Bild: Hendrick Fourmile ist gekommen, um Yidindji Ancestral King nach Hause zu …
München taz | Die Holzkiste steht auf der Bühne, umhüllt von einem weißen
Tuch, oben darauf die Flagge der Aborigines, der australischen Ureinwohner,
aus Rot und Schwarz und einem gelben Kreis. Die Kiste ist klein, darin
liegen die sterblichen Überreste eines Mannes. Er war Aborigine, jetzt wird
er nach Australien zurückgebracht. Doch davor erhält er eine feierliche
Rückgabezeremonie an dem Ort, an dem er vor knapp 100 Jahren letztmals vor
Publikum ausgestellt wurde und seitdem im Depot eingelagert war: in München
im heutigen Museum Fünf Kontinente, das früher Staatliches Museum für
Völkerkunde hieß.
Yidindji Ancestral King heißt er, er gehörte den Yidindji-Aborigines an,
genauer gesagt den Gimuy Walubara Yidindji people, die als „tribe“, also
Stamm oder Volksgruppe bezeichnet werden. Sechs Männer von ihnen sind nach
München gekommen, um ihren Ahnen zu holen. Bevor jemand bei dieser Übergabe
spricht, findet eine Zeremonie statt.
Hendrick Fourmile, ein Yidindji-Angehöriger, klopft und scharrt mit zwei
Hölzern, singt. Er geht nach draußen auf den Balkon zur Maximilianstraße
und kommt mit einer größeren gebogenen Holzschale wieder hinein. Darin
glühen und rauchen Blätter und Gewürze, Räucherzeremonie wird das Ritual
genannt.
Er geht von einem Teilnehmer – 50 Leute sind gekommen – zum nächsten, man
weht sich den Rauch an die Nase, es riecht nach Kräutern, ein wenig scharf.

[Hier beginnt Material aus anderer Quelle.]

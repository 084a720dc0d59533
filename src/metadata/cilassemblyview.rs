//! Borrowed view over the metadata of a loaded image.
//!
//! [`CilAssemblyView`] keeps the [`File`] alive and exposes the CLI header, the metadata root,
//! the heaps and the tables stream as zero-copy views into the file bytes.

use ouroboros::self_referencing;
use std::{path::Path, sync::Arc};

use crate::{
    file::File,
    metadata::{
        cor20header::Cor20Header,
        root::Root,
        streams::{Blob, Strings, TablesHeader},
    },
    Result,
};

/// The parsed metadata structures, borrowing from the file bytes.
pub struct CilAssemblyViewData<'a> {
    /// The CLI header
    pub cor20header: Cor20Header,
    /// The metadata root with its stream directory
    pub metadata_root: Root,
    /// The `#~` or `#-` stream
    pub metadata_tables: Option<TablesHeader<'a>>,
    /// The `#Strings` heap
    pub strings: Option<Strings<'a>>,
    /// The `#Blob` heap
    pub blobs: Option<Blob<'a>>,
}

impl<'a> CilAssemblyViewData<'a> {
    /// Locate and parse the metadata of `file`.
    ///
    /// # Errors
    /// Returns an error if the CLI header, the metadata root or one of the streams is malformed.
    pub fn from_file(file: &'a File) -> Result<Self> {
        let (clr_rva, clr_size) = file.clr();
        let clr_offset = file.rva_to_offset(clr_rva)?;
        let cor20header = Cor20Header::read(file.data_slice(clr_offset, clr_size)?)?;

        let metadata_offset = file.rva_to_offset(cor20header.meta_data_rva as usize)?;
        let metadata = file.data_slice(metadata_offset, cor20header.meta_data_size as usize)?;
        let metadata_root = Root::read(metadata)?;

        let mut metadata_tables = None;
        let mut strings = None;
        let mut blobs = None;

        for stream in &metadata_root.stream_headers {
            let start = stream.offset as usize;
            let Some(stream_data) = start
                .checked_add(stream.size as usize)
                .and_then(|end| metadata.get(start..end))
            else {
                return Err(malformed_error!(
                    "Stream {} exceeds the metadata - {} + {}",
                    stream.name,
                    stream.offset,
                    stream.size
                ));
            };

            match stream.name.as_str() {
                "#~" | "#-" => metadata_tables = Some(TablesHeader::from(stream_data)?),
                "#Strings" => strings = Some(Strings::from(stream_data)?),
                "#Blob" => blobs = Some(Blob::from(stream_data)?),
                _ => {}
            }
        }

        Ok(CilAssemblyViewData {
            cor20header,
            metadata_root,
            metadata_tables,
            strings,
            blobs,
        })
    }
}

#[self_referencing]
/// A loaded image together with borrowed views of its metadata.
pub struct CilAssemblyView {
    file: Arc<File>,
    #[borrows(file)]
    #[not_covariant]
    data: CilAssemblyViewData<'this>,
}

impl CilAssemblyView {
    /// Load and parse the image at `file`.
    ///
    /// # Errors
    /// Returns an error if the file cannot be read or its metadata is malformed.
    pub fn from_file(file: &Path) -> Result<Self> {
        Self::load(Arc::new(File::from_file(file)?))
    }

    /// Parse an image held in memory.
    ///
    /// # Errors
    /// Returns an error if the image or its metadata is malformed.
    pub fn from_mem(data: Vec<u8>) -> Result<Self> {
        Self::load(Arc::new(File::from_mem(data)?))
    }

    fn load(file: Arc<File>) -> Result<Self> {
        CilAssemblyView::try_new(file, |file| CilAssemblyViewData::from_file(file))
    }

    /// Run `f` with access to the parsed metadata
    pub fn with_view<R>(&self, f: impl FnOnce(&CilAssemblyViewData<'_>) -> R) -> R {
        self.with_data(|data| f(data))
    }

    /// The CLI header
    #[must_use]
    pub fn cor20header(&self) -> &Cor20Header {
        self.with_data(|data| &data.cor20header)
    }

    /// The metadata root
    #[must_use]
    pub fn metadata_root(&self) -> &Root {
        self.with_data(|data| &data.metadata_root)
    }

    /// The underlying file
    #[must_use]
    pub fn file(&self) -> &Arc<File> {
        self.borrow_file()
    }
}
//! Method descriptors: the read-only view of one method that the interop layer works with.

use bitflags::bitflags;
use std::{fmt, sync::Arc};

use crate::metadata::{token::Token, typesystem::TypeDescriptor};

/// Mask of the member access bits
pub const METHOD_ACCESS_MASK: u32 = 0x0007;

bitflags! {
    #[derive(Clone, Copy, Debug, PartialEq, Eq, Hash)]
    /// `MethodAttributes` (ECMA-335 II.23.1.10), without the access bits
    pub struct MethodAttributes: u32 {
        /// Defined on type, else per instance
        const STATIC = 0x0010;
        /// Method cannot be overridden
        const FINAL = 0x0020;
        /// Method is virtual
        const VIRTUAL = 0x0040;
        /// Method hides by name and signature
        const HIDE_BY_SIG = 0x0080;
        /// Method always gets a new vtable slot
        const NEW_SLOT = 0x0100;
        /// Method can only be overridden if also accessible
        const STRICT = 0x0200;
        /// Method does not provide an implementation
        const ABSTRACT = 0x0400;
        /// Method is special
        const SPECIAL_NAME = 0x0800;
        /// Runtime-special name, e.g. `.ctor`
        const RTSPECIAL_NAME = 0x1000;
        /// Implementation is forwarded through P/Invoke
        const PINVOKE_IMPL = 0x2000;
        /// Method has security attached
        const HAS_SECURITY = 0x4000;
        /// Method calls another method containing security code
        const REQUIRE_SEC_OBJECT = 0x8000;
    }
}

impl MethodAttributes {
    /// Keep the known flag bits of a raw `MethodDef.flags` value
    #[must_use]
    pub fn from_method_flags(flags: u32) -> Self {
        Self::from_bits_truncate(flags & !METHOD_ACCESS_MASK)
    }
}

/// The type that declares a method.
#[derive(Clone, Debug, PartialEq, Eq, Hash)]
pub struct DeclaringType {
    /// Namespace of the outermost enclosing type
    pub namespace: String,
    /// Simple name
    pub name: String,
    /// Full name with `+` between nesting levels
    pub full_name: String,
}

/// Read-only view of one method, shared between interop descriptors.
///
/// ```rust
/// use pinvokegen::metadata::{
///     method::{DeclaringType, MethodDescriptor},
///     token::Token,
///     typesystem::TypeDescriptor,
/// };
///
/// let method = MethodDescriptor {
///     declaring_type: DeclaringType {
///         namespace: "Demo".into(),
///         name: "Native".into(),
///         full_name: "Demo.Native".into(),
///     },
///     name: "Sum".into(),
///     return_type: TypeDescriptor::primitive("Int64"),
///     parameters: vec![TypeDescriptor::primitive("Double")],
///     module_identity: "Demo.App".into(),
///     token: Token::new(0x0600_0002),
/// };
///
/// assert_eq!(method.to_string(), "Int64 Demo.Native::Sum(Double)");
/// ```
#[derive(Clone, Debug, PartialEq, Eq, Hash)]
pub struct MethodDescriptor {
    /// The declaring type
    pub declaring_type: DeclaringType,
    /// Method name
    pub name: String,
    /// Return type, `System.Void` for none
    pub return_type: TypeDescriptor,
    /// Parameter types in declaration order
    pub parameters: Vec<TypeDescriptor>,
    /// Identity of the module that defines the method
    pub module_identity: String,
    /// `MethodDef` token
    pub token: Token,
}

/// Shared reference to a [`MethodDescriptor`]
pub type MethodDescriptorRc = Arc<MethodDescriptor>;

impl fmt::Display for MethodDescriptor {
    fn fmt(&self, f: &mut fmt::Formatter<'_>) -> fmt::Result {
        write!(
            f,
            "{} {}::{}(",
            self.return_type.name, self.declaring_type.full_name, self.name
        )?;
        for (index, parameter) in self.parameters.iter().enumerate() {
            if index > 0 {
                f.write_str(", ")?;
            }
            f.write_str(&parameter.name)?;
        }
        f.write_str(")")
    }
}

Alle machen mit bei diesem Ereignis – Bayerns Wissenschaftsminister Bernd
Sibler (CSU), die australische Botschafterin Lynette Wood, Museumsleiterin
Uta Werlich und natürlich die Hauptperson, Gudju Gudju Fourmile, das
Oberhaupt der Yidindji.
## „Er wurde gestohlen“
Die Restitution, die Rückgabe von in der Kolonialzeit geraubten und
abgepressten Kulturgütern, ist ein großes internationales Thema. Hier
erlebt man sie konkret. Aber was ist der Leichnam von Yidindji Ancestral
King? Ein völkerkundliches Objekt, ein Kunstwerk? Das war lange Zeit die
Sichtweise der Kolonialisten und ihrer Nachfahren. Museumsleiterin Werlich
sagt es ganz klar auf Englisch: „Er wurde gestohlen.“ Dass der Leichnam
nach München kam, „erfüllt mich mit Trauer und Scham“. Minister Sibler
spricht nun von einem „großen Tag der Gerechtigkeit“.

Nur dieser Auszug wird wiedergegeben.